A client with paranoid schizophrenia is brought to the hospital by her elderly parents. During the assessment, the client's mother states, "Sometimes she is more than we can manage." Based on the mother's statement, the most appropriate nursing diagnosis is?
- Ineffective family coping related to parental role conflict
- Care-giver role strain related to chronic situational stress
- Altered family process related to impaired social interaction
- Altered parenting related to impaired growth and development
Explanation: Answer reason: The mother's statement indicates difficulty handling ongoing care demands for an adult child with schizophrenia, reflecting caregiver burden and stress; thus caregiver role strain is the most appropriate diagnosis. Category reason: This focuses on caregiver stress and coping with a family member’s mental illness, aligning with Psychosocial Integrity under Coping and Adaptation (Stress Management).
The concept of 'the greatest good for the greatest number' is based on which theory?
- Utilitarianism theory
- Formalist theory
- Deontologic theory
- Transactional theory
Explanation: Answer reason: The phrase “the greatest good for the greatest number” is the classic definition of utilitarianism, an ethical framework that bases decisions on maximizing overall benefit. Category reason: Ethical decision-making frameworks fall under Legal-Ethical, which covers evaluation of moral principles and professional responsibilities.
Which is the correct method of intramuscular injection?
- Upper outer
- Upper inner
- Lower outer
- Lower inner
Explanation: Answer reason: IM injections in the gluteal region are given in the upper outer quadrant to avoid the sciatic nerve and major vessels; other quadrants risk injury. Category reason: This tests safe technique for administering an intramuscular medication, fitting Pharmacological and Parenteral Therapies—Medication Administration.

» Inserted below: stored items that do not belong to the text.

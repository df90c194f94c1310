// SPDX-License-Identifier: MPL-2.0
//! Classifier screen.
//!
//! Renders the current workflow state top to bottom: header, upload area,
//! preview with its actions, the failure banner and the diagnosis. The screen
//! holds no state of its own; everything comes from [`ViewContext`].

mod results;

use crate::application::workflow::Workflow;
use crate::domain::error::Failure;
use crate::i18n::fluent::I18n;
use crate::infrastructure::HandlePreviewStore;
use crate::media::extensions;
use crate::ui::design_tokens::{palette, sizing, spacing, typography};
use crate::ui::styles;
use iced::widget::{button, image, mouse_area, scrollable, Column, Container, Row, Space, Text};
use iced::{alignment, mouse, Element, Length};

/// Contextual data needed to render the classifier screen.
pub struct ViewContext<'a> {
    pub i18n: &'a I18n,
    pub workflow: &'a Workflow,
    pub previews: &'a HandlePreviewStore,
    /// Files are hovering over the window.
    pub drag_over: bool,
}

/// Messages emitted by the classifier screen.
#[derive(Debug, Clone, Copy, PartialEq, Eq)]
pub enum Message {
    BrowseRequested,
    SubmitRequested,
    ClearRequested,
}

/// Localized text for a workflow failure.
#[must_use]
pub fn failure_message(i18n: &I18n, failure: &Failure) -> String {
    match failure.http_status() {
        Some(status) => {
            let status = status.to_string();
            i18n.tr_with_args(failure.i18n_key(), &[("status", &status)])
        }
        None => i18n.tr(failure.i18n_key()),
    }
}

/// Render the classifier screen.
#[must_use]
#[allow(clippy::needless_pass_by_value)] // ViewContext is small and consumed
pub fn view(ctx: ViewContext<'_>) -> Element<'_, Message> {
    let mut content = Column::new()
        .width(Length::Fill)
        .max_width(sizing::CONTENT_MAX_WIDTH)
        .spacing(spacing::LG)
        .padding(spacing::LG)
        .push(build_header(ctx.i18n))
        .push(build_upload_area(&ctx));

    if let Some(preview) = build_preview_section(&ctx) {
        content = content.push(preview);
    }

    if let Some(failure) = ctx.workflow.failure() {
        content = content.push(build_error_banner(ctx.i18n, failure));
    }

    if let Some(result) = ctx.workflow.result() {
        content = content.push(results::view(ctx.i18n, result));
    }

    scrollable(
        Container::new(content)
            .width(Length::Fill)
            .align_x(alignment::Horizontal::Center),
    )
    .into()
}

fn build_header(i18n: &I18n) -> Element<'_, Message> {
    Column::new()
        .spacing(spacing::XS)
        .align_x(alignment::Horizontal::Center)
        .width(Length::Fill)
        .push(Text::new(i18n.tr("header-title")).size(typography::TITLE_LG))
        .push(
            Text::new(i18n.tr("header-subtitle"))
                .size(typography::BODY)
                .color(palette::GRAY_400),
        )
        .into()
}

/// Click target for the native picker. Also shows the hover state of the
/// window-level drop target.
fn build_upload_area<'a>(ctx: &ViewContext<'a>) -> Element<'a, Message> {
    let headline = if ctx.drag_over {
        ctx.i18n.tr("upload-hover")
    } else {
        ctx.workflow
            .state()
            .image()
            .map_or_else(|| ctx.i18n.tr("upload-prompt"), |image| image.name().to_string())
    };

    let formats = extensions::display_list();
    let subtext = ctx
        .i18n
        .tr_with_args("upload-formats", &[("formats", &formats)]);

    let content = Column::new()
        .spacing(spacing::XS)
        .align_x(alignment::Horizontal::Center)
        .push(Text::new("📁").size(sizing::ICON_XL))
        .push(Text::new(headline).size(typography::BODY_LG))
        .push(
            Text::new(subtext)
                .size(typography::CAPTION)
                .color(palette::GRAY_400),
        );

    let area = Container::new(content)
        .width(Length::Fill)
        .height(Length::Fixed(sizing::UPLOAD_AREA_HEIGHT))
        .align_x(alignment::Horizontal::Center)
        .align_y(alignment::Vertical::Center)
        .style(styles::container::upload_area(ctx.drag_over));

    mouse_area(area)
        .on_press(Message::BrowseRequested)
        .interaction(mouse::Interaction::Pointer)
        .into()
}

fn build_preview_section<'a>(ctx: &ViewContext<'a>) -> Option<Element<'a, Message>> {
    let selected = ctx.workflow.state().image()?;
    let submitting = ctx.workflow.is_submitting();

    let preview: Element<'a, Message> = match ctx.previews.handle(selected.preview_id()) {
        Some(handle) => image(handle)
            .height(Length::Fixed(sizing::PREVIEW_HEIGHT))
            .into(),
        None => Space::new()
            .height(Length::Fixed(sizing::PREVIEW_HEIGHT))
            .into(),
    };

    let classify_label = if submitting {
        ctx.i18n.tr("classify-button-busy")
    } else {
        ctx.i18n.tr("classify-button")
    };
    let classify = button(Text::new(classify_label).size(typography::BODY))
        .height(Length::Fixed(sizing::BUTTON_HEIGHT))
        .padding([spacing::XS, spacing::LG])
        .style(styles::button::primary)
        .on_press_maybe(ctx.workflow.can_submit().then_some(Message::SubmitRequested));

    let clear = button(Text::new(ctx.i18n.tr("clear-button")).size(typography::BODY))
        .height(Length::Fixed(sizing::BUTTON_HEIGHT))
        .padding([spacing::XS, spacing::LG])
        .style(styles::button::secondary)
        .on_press(Message::ClearRequested);

    let actions = Row::new()
        .spacing(spacing::SM)
        .align_y(alignment::Vertical::Center)
        .push(classify)
        .push(clear);

    let section = Column::new()
        .spacing(spacing::MD)
        .align_x(alignment::Horizontal::Center)
        .width(Length::Fill)
        .push(Text::new(ctx.i18n.tr("preview-title")).size(typography::TITLE_SM))
        .push(preview)
        .push(actions);

    Some(
        Container::new(section)
            .width(Length::Fill)
            .padding(spacing::MD)
            .style(styles::container::panel)
            .into(),
    )
}

fn build_error_banner<'a>(i18n: &'a I18n, failure: &Failure) -> Element<'a, Message> {
    let row = Row::new()
        .spacing(spacing::SM)
        .align_y(alignment::Vertical::Center)
        .push(Text::new("⚠").size(sizing::ICON_SM))
        .push(Text::new(failure_message(i18n, failure)).size(typography::BODY));

    Container::new(row)
        .width(Length::Fill)
        .padding(spacing::SM)
        .style(styles::container::error_banner)
        .into()
}
// SPDX-License-Identifier: MPL-2.0
//! Event subscriptions for the application.
//!
//! The whole window is the drop target: hover events drive the upload area's
//! highlight and a drop is read like a picked file.

use super::Message;
use iced::{event, time, window, Subscription};
use std::time::Duration;

/// Routes window file hover and drop events.
pub fn create_event_subscription() -> Subscription<Message> {
    event::listen_with(|event, _status, _window_id| match event {
        event::Event::Window(window::Event::FileHovered(_)) => Some(Message::FileHovered),
        event::Event::Window(window::Event::FilesHoveredLeft) => Some(Message::FilesHoveredLeft),
        event::Event::Window(window::Event::FileDropped(path)) => Some(Message::FileDropped(path)),
        _ => None,
    })
}

/// Creates a periodic tick subscription for notification auto-dismiss.
pub fn create_tick_subscription(has_notifications: bool) -> Subscription<Message> {
    if has_notifications {
        time::every(Duration::from_millis(100)).map(Message::Tick)
    } else {
        Subscription::none()
    }
}
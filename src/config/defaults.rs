// SPDX-License-Identifier: MPL-2.0
//! Centralized default values for all configuration constants.

// ==========================================================================
// Endpoint Defaults
// ==========================================================================

/// Base URL of the inference server when nothing else is configured.
pub const DEFAULT_ENDPOINT_URL: &str = "http://localhost:8000";

/// Environment variable overriding the configured base URL.
pub const ENV_ENDPOINT: &str = "LEAF_LENS_ENDPOINT";

/// Longest request timeout accepted from the settings file (in seconds).
pub const MAX_REQUEST_TIMEOUT_SECS: u64 = 600;
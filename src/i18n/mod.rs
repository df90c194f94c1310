// SPDX-License-Identifier: MPL-2.0
//! Internationalization (i18n) support for the application.
//!
//! This module provides localization capabilities using the Fluent localization system.
//!
//! # Features
//!
//! - Locale detection from CLI, config, or system settings
//! - Translations embedded at build time from `assets/i18n/*.ftl`
//! - Fallback to `en-US` when no preferred locale is available

pub mod fluent;
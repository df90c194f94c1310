// SPDX-License-Identifier: MPL-2.0
//! Label presentation attributes.
//!
//! Maps a classifier label to an accent color and an icon glyph. The mapping
//! is total: labels outside the known table get [`DEFAULT_STYLE`], so a label
//! the server introduces later still renders.

/// An sRGB color with 8-bit channels.
#[derive(Debug, Clone, Copy, PartialEq, Eq, Hash)]
pub struct Rgb {
    pub r: u8,
    pub g: u8,
    pub b: u8,
}

impl Rgb {
    /// Builds a color from a `0xRRGGBB` literal.
    #[must_use]
    pub const fn from_hex(hex: u32) -> Self {
        Self {
            r: ((hex >> 16) & 0xff) as u8,
            g: ((hex >> 8) & 0xff) as u8,
            b: (hex & 0xff) as u8,
        }
    }

    /// Returns the `#rrggbb` representation.
    #[must_use]
    pub fn to_hex_string(self) -> String {
        format!("#{:02x}{:02x}{:02x}", self.r, self.g, self.b)
    }
}

/// Display attributes derived from a label.
#[derive(Debug, Clone, Copy, PartialEq, Eq)]
pub struct LabelStyle {
    pub accent: Rgb,
    pub icon: &'static str,
}

/// Style used for any label missing from [`KNOWN_LABELS`].
pub const DEFAULT_STYLE: LabelStyle = LabelStyle {
    accent: Rgb::from_hex(0x667eea),
    icon: "🔍",
};

/// Labels the classifier is known to emit.
pub const KNOWN_LABELS: &[(&str, LabelStyle)] = &[
    (
        "Healthy",
        LabelStyle {
            accent: Rgb::from_hex(0x48bb78),
            icon: "🌿",
        },
    ),
    (
        "Early Blight",
        LabelStyle {
            accent: Rgb::from_hex(0xed8936),
            icon: "🦠",
        },
    ),
    (
        "Late Blight",
        LabelStyle {
            accent: Rgb::from_hex(0xe53e3e),
            icon: "🍄",
        },
    ),
];

/// Returns the accent color and icon for `label`.
///
/// Matching is exact; anything else falls back to [`DEFAULT_STYLE`].
#[must_use]
pub fn attributes_for(label: &str) -> LabelStyle {
    KNOWN_LABELS
        .iter()
        .find(|(known, _)| *known == label)
        .map_or(DEFAULT_STYLE, |(_, style)| *style)
}
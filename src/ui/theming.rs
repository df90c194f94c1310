// SPDX-License-Identifier: MPL-2.0
//! Light/Dark/System theme selection.

use serde::{Deserialize, Serialize};

#[derive(Debug, Clone, Copy, PartialEq, Eq, Default, Serialize, Deserialize)]
#[serde(rename_all = "lowercase")]
pub enum ThemeMode {
    Light,
    Dark,
    #[default]
    System,
}

impl ThemeMode {
    /// Returns true if the effective theme is dark.
    /// For System mode, detects the actual system theme.
    #[must_use]
    pub fn is_dark(self) -> bool {
        match self {
            ThemeMode::Light => false,
            ThemeMode::Dark => true,
            ThemeMode::System => {
                // Default to dark on detection error
                !matches!(dark_light::detect(), Ok(dark_light::Mode::Light))
            }
        }
    }

    /// Returns the Iced theme for this mode.
    #[must_use]
    pub fn theme(self) -> iced::Theme {
        if self.is_dark() {
            iced::Theme::Dark
        } else {
            iced::Theme::Light
        }
    }
}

A client is admitted with chronic kidney disease. What dietary restriction is important for the nurse to emphasize for this client?
- Low-protein diet
- High-sodium diet
- High-potassium diet
- High-phosphorus diet
Explanation: Answer reason: CKD patients require protein restriction to reduce nitrogenous waste and uremic toxins. The other options suggest high sodium, potassium, or phosphorus intake, which would be contraindicated. Category reason: This is dietary teaching for a client condition, which falls under Basic Care and Comfort: Nutrition and Oral Hydration.
A client expresses the belief that the armed forces are out to kill him; this is an example of what?
- A hallucination
- A self-accusatory delusion
- A delusion of persecution
- An error in judgment
Explanation: Answer reason: A fixed false belief that others intend to harm the person is a persecutory delusion. Hallucinations involve false sensory perceptions; self-accusatory delusions center on guilt; error in judgment is not a psychotic delusion. Category reason: The item tests recognition of psychotic symptoms (types of delusions vs hallucinations), which falls under Mental Health Disorders—Psychotic Disorders.

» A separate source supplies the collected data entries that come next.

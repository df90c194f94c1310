// SPDX-License-Identifier: MPL-2.0
//! Notification lifecycle management.
//!
//! The `Manager` handles queuing, display timing, and dismissal of notifications.
//! It limits the number of visible toasts and manages auto-dismiss timers.

use super::notification::{Notification, NotificationId, Severity};
use std::collections::VecDeque;
use std::time::Instant;

/// Maximum number of notifications visible at once.
const MAX_VISIBLE: usize = 3;

/// Messages for notification state changes.
#[derive(Debug, Clone)]
pub enum Message {
    /// Dismiss a specific notification by ID.
    Dismiss(NotificationId),
}

/// Manages the notification queue and visible notifications.
#[derive(Debug, Default)]
pub struct Manager {
    /// Currently visible notifications (newest first).
    visible: VecDeque<Notification>,
    /// Waiting for a visible slot.
    queue: VecDeque<Notification>,
}

impl Manager {
    #[must_use]
    pub fn new() -> Self {
        Self::default()
    }

    /// Pushes a new notification to be displayed.
    ///
    /// Shown immediately while fewer than `MAX_VISIBLE` are on screen,
    /// queued otherwise. Warnings and errors are also written to the log.
    pub fn push(&mut self, notification: Notification) {
        match notification.severity() {
            Severity::Warning => {
                tracing::warn!(key = notification.message_key(), "notification");
            }
            Severity::Error => {
                tracing::error!(key = notification.message_key(), "notification");
            }
            Severity::Info => {}
        }

        if self.visible.len() < MAX_VISIBLE {
            self.visible.push_front(notification);
        } else {
            self.queue.push_back(notification);
        }
    }

    /// Dismisses a notification by its ID.
    ///
    /// Returns `true` if the notification was found and removed.
    pub fn dismiss(&mut self, id: NotificationId) -> bool {
        if let Some(pos) = self.visible.iter().position(|n| n.id() == id) {
            self.visible.remove(pos);
            self.promote_from_queue();
            return true;
        }

        if let Some(pos) = self.queue.iter().position(|n| n.id() == id) {
            self.queue.remove(pos);
            return true;
        }

        false
    }

    /// Dismisses every visible notification that expired at `now`.
    pub fn tick(&mut self, now: Instant) {
        let expired: Vec<NotificationId> = self
            .visible
            .iter()
            .filter(|n| n.is_expired_at(now))
            .map(Notification::id)
            .collect();

        for id in expired {
            self.dismiss(id);
        }
    }

    pub fn handle_message(&mut self, message: &Message) {
        match message {
            Message::Dismiss(id) => {
                self.dismiss(*id);
            }
        }
    }

    pub fn visible(&self) -> impl Iterator<Item = &Notification> {
        self.visible.iter()
    }

    #[must_use]
    pub fn visible_count(&self) -> usize {
        self.visible.len()
    }

    #[must_use]
    pub fn queued_count(&self) -> usize {
        self.queue.len()
    }

    /// Returns whether there are any notifications (visible or queued).
    #[must_use]
    pub fn has_notifications(&self) -> bool {
        !self.visible.is_empty() || !self.queue.is_empty()
    }

    fn promote_from_queue(&mut self) {
        while self.visible.len() < MAX_VISIBLE {
            let Some(notification) = self.queue.pop_front() else {
                break;
            };
            self.visible.push_back(notification);
        }
    }
}
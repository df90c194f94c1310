// SPDX-License-Identifier: MPL-2.0
//! Classification results returned by the remote classifier.
//!
//! A result is replaced wholesale on every submission, so the types here are
//! plain immutable values. No range or consistency checks are applied: the
//! chosen label does not have to appear in the breakdown and the breakdown
//! does not have to sum to one.

use std::fmt;

/// Confidence for one label of the breakdown.
#[derive(Debug, Clone, PartialEq)]
pub struct LabelScore {
    pub label: String,
    pub confidence: f64,
}

impl LabelScore {
    #[must_use]
    pub fn new(label: impl Into<String>, confidence: f64) -> Self {
        Self {
            label: label.into(),
            confidence,
        }
    }

    /// Confidence rendered as a percentage with one decimal (`0.05` → `"5.0%"`).
    #[must_use]
    pub fn percent_label(&self) -> String {
        format_percent(self.confidence)
    }
}

/// Outcome of a successful classification.
#[derive(Debug, Clone, PartialEq)]
pub struct ClassificationResult {
    chosen_label: String,
    confidence: f64,
    /// Per-label confidences, in the order the server listed them.
    breakdown: Vec<LabelScore>,
}

impl ClassificationResult {
    #[must_use]
    pub fn new(chosen_label: impl Into<String>, confidence: f64, breakdown: Vec<LabelScore>) -> Self {
        Self {
            chosen_label: chosen_label.into(),
            confidence,
            breakdown,
        }
    }

    #[must_use]
    pub fn chosen_label(&self) -> &str {
        &self.chosen_label
    }

    #[must_use]
    pub fn confidence(&self) -> f64 {
        self.confidence
    }

    /// Confidence of the chosen label rendered as a percentage.
    #[must_use]
    pub fn percent_label(&self) -> String {
        format_percent(self.confidence)
    }

    #[must_use]
    pub fn breakdown(&self) -> &[LabelScore] {
        &self.breakdown
    }

    /// Looks up the confidence reported for `label` in the breakdown.
    #[must_use]
    pub fn score_for(&self, label: &str) -> Option<f64> {
        self.breakdown
            .iter()
            .find(|score| score.label == label)
            .map(|score| score.confidence)
    }
}

impl fmt::Display for ClassificationResult {
    fn fmt(&self, f: &mut fmt::Formatter<'_>) -> fmt::Result {
        write!(f, "{} ({})", self.chosen_label, self.percent_label())
    }
}

/// Formats a `[0, 1]` confidence as a percentage with one decimal place.
///
/// Values outside the unit range are formatted as-is (`1.5` → `"150.0%"`).
#[must_use]
pub fn format_percent(confidence: f64) -> String {
    format!("{:.1}%", confidence * 100.0)
}
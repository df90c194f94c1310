// SPDX-License-Identifier: MPL-2.0
//! Domain error types.
//!
//! Every failure the classifier workflow can surface is one of these. They
//! carry enough detail for logging and map to a single localized message via
//! [`Failure::i18n_key`].

use thiserror::Error;

/// Rejection raised while acquiring a candidate file.
#[derive(Debug, Clone, PartialEq, Eq, Error)]
pub enum SelectionError {
    /// The declared content type does not describe an image.
    #[error("not an image file (declared type: {})", .content_type.as_deref().unwrap_or("unknown"))]
    InvalidFileType { content_type: Option<String> },
}

/// Errors returned by the classifier gateway.
#[derive(Debug, Clone, PartialEq, Eq, Error)]
pub enum ClassifyError {
    /// No response could be obtained (connection refused, DNS, timeout...).
    #[error("classifier unreachable: {0}")]
    Network(String),

    /// A response arrived with a non-success status code.
    #[error("classifier answered with HTTP status {0}")]
    Http(u16),

    /// The response body does not have the expected shape.
    #[error("unexpected classifier response: {0}")]
    Parse(String),
}

impl ClassifyError {
    /// Returns the i18n message key for this error type.
    #[must_use]
    pub fn i18n_key(&self) -> &'static str {
        match self {
            ClassifyError::Network(_) => "error-classify-network",
            ClassifyError::Http(_) => "error-classify-http",
            ClassifyError::Parse(_) => "error-classify-parse",
        }
    }
}

/// The single user-facing failure held by a failed workflow.
#[derive(Debug, Clone, PartialEq, Eq, Error)]
pub enum Failure {
    #[error(transparent)]
    Selection(#[from] SelectionError),

    #[error(transparent)]
    Classify(#[from] ClassifyError),
}

impl Failure {
    /// Returns the i18n message key for this failure.
    #[must_use]
    pub fn i18n_key(&self) -> &'static str {
        match self {
            Failure::Selection(SelectionError::InvalidFileType { .. }) => "error-invalid-file-type",
            Failure::Classify(err) => err.i18n_key(),
        }
    }

    /// Returns the HTTP status when the failure came from a non-success response.
    #[must_use]
    pub fn http_status(&self) -> Option<u16> {
        match self {
            Failure::Classify(ClassifyError::Http(status)) => Some(*status),
            _ => None,
        }
    }
}
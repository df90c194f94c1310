// SPDX-License-Identifier: MPL-2.0
//! Domain layer - Core types and rules with no UI or I/O dependencies.
//!
//! This module contains pure value objects and business rules. Nothing here
//! touches the network, the filesystem or Iced, which keeps every rule
//! testable with plain unit tests.
//!
//! # Modules
//!
//! - [`classification`]: Classifier output ([`ClassificationResult`](classification::ClassificationResult),
//!   [`LabelScore`](classification::LabelScore)) and percentage formatting
//! - [`error`]: Failure taxonomy ([`SelectionError`](error::SelectionError),
//!   [`ClassifyError`](error::ClassifyError), [`Failure`](error::Failure))
//! - [`presentation`]: Label to accent/icon mapping ([`LabelStyle`](presentation::LabelStyle))

pub mod classification;
pub mod error;
pub mod presentation;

The nurse is providing dietary instructions to the mother of an 8-year-old child diagnosed with celiac disease. Which of the following foods, if selected by the mother, would indicate her understanding of the dietary instructions?
- Whole-wheat bread
- Spaghetti
- Hamburger on wheat bun with ketchup
- Cheese omelet
Explanation: Answer reason: Celiac disease requires a gluten-free diet; wheat products must be avoided. A cheese omelet is gluten-free, whereas the other options contain wheat/gluten. Category reason: This is a nursing nutrition-education question about appropriate food choices for a condition, fitting Basic Care and Comfort: Nutrition and Oral Hydration.
A nurse applies an ice pack to a client's leg for 20 minutes. Which clinical indicator helps the nurse determine the effectiveness of the treatment?
- Local anesthesia
- Peripheral vasodilation
- Depression of vital signs.
- Decreased blood viscosity
Explanation: Answer reason: Cold application produces local anesthesia and vasoconstriction, reducing pain sensation. It does not cause peripheral vasodilation, systemic depression of vital signs, or decreased blood viscosity (cold increases viscosity). Category reason: This is a nursing care question about evaluating the effect of cold therapy, a non-pharmacological comfort intervention within Basic Care and Comfort.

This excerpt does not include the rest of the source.